Activity
The answer should be one number, the count of lines in the data with "export".
▼▼▼
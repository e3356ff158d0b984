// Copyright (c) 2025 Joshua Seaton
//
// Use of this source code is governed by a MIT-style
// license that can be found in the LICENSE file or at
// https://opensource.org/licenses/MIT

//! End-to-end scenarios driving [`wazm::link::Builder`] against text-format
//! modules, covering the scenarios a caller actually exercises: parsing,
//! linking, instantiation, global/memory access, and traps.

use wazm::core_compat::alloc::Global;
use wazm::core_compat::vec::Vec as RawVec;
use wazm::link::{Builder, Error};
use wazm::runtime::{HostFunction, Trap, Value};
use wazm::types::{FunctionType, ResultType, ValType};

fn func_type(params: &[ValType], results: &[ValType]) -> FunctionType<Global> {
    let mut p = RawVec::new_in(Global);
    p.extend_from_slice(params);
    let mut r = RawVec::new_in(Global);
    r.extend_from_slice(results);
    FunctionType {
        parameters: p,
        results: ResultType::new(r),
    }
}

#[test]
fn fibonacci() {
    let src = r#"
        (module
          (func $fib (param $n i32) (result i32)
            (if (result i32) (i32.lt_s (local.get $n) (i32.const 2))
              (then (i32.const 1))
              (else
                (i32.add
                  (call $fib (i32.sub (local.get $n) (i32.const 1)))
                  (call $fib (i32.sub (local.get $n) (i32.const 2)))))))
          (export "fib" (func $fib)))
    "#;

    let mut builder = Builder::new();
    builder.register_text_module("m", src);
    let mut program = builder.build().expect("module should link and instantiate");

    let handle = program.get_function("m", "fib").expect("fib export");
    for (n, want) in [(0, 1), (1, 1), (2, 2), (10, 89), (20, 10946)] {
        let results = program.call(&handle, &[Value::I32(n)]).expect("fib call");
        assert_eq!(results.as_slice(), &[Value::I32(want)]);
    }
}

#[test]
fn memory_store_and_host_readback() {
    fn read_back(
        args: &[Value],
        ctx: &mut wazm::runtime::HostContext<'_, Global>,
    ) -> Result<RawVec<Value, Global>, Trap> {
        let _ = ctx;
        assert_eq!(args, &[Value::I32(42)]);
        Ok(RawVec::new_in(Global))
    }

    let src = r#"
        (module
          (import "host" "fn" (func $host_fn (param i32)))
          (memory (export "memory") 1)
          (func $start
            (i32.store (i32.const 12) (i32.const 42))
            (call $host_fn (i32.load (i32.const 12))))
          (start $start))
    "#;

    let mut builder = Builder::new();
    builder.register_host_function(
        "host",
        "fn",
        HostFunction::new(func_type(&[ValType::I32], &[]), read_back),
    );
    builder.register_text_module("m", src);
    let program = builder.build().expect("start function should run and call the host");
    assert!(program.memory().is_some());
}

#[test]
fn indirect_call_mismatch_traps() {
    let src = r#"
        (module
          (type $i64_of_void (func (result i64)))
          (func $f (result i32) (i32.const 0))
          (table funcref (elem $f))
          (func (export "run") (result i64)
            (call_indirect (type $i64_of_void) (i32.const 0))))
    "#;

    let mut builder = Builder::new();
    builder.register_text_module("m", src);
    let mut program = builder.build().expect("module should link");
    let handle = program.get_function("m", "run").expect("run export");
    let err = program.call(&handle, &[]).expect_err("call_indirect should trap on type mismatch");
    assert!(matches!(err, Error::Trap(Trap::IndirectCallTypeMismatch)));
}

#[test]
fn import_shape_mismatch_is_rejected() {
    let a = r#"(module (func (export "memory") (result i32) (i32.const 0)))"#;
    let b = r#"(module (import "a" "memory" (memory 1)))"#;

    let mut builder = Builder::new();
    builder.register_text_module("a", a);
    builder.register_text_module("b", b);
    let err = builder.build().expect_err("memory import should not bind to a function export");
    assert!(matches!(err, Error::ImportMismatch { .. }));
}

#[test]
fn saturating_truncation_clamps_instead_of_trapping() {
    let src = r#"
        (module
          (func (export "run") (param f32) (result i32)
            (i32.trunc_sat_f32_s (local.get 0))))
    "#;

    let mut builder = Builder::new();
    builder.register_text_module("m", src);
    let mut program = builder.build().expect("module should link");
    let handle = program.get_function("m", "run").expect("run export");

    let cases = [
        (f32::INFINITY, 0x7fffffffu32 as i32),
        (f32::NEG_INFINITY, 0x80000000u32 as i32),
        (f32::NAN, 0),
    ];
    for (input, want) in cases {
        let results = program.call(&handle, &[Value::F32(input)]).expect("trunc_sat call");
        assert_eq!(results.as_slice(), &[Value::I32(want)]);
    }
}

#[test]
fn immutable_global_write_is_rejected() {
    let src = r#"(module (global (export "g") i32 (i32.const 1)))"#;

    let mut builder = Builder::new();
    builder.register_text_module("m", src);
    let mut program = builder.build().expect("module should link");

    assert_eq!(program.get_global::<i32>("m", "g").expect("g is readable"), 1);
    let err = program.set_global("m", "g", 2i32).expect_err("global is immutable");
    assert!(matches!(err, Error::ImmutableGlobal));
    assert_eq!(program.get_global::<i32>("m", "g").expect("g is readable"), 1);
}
▲▲▲
Exercise output
10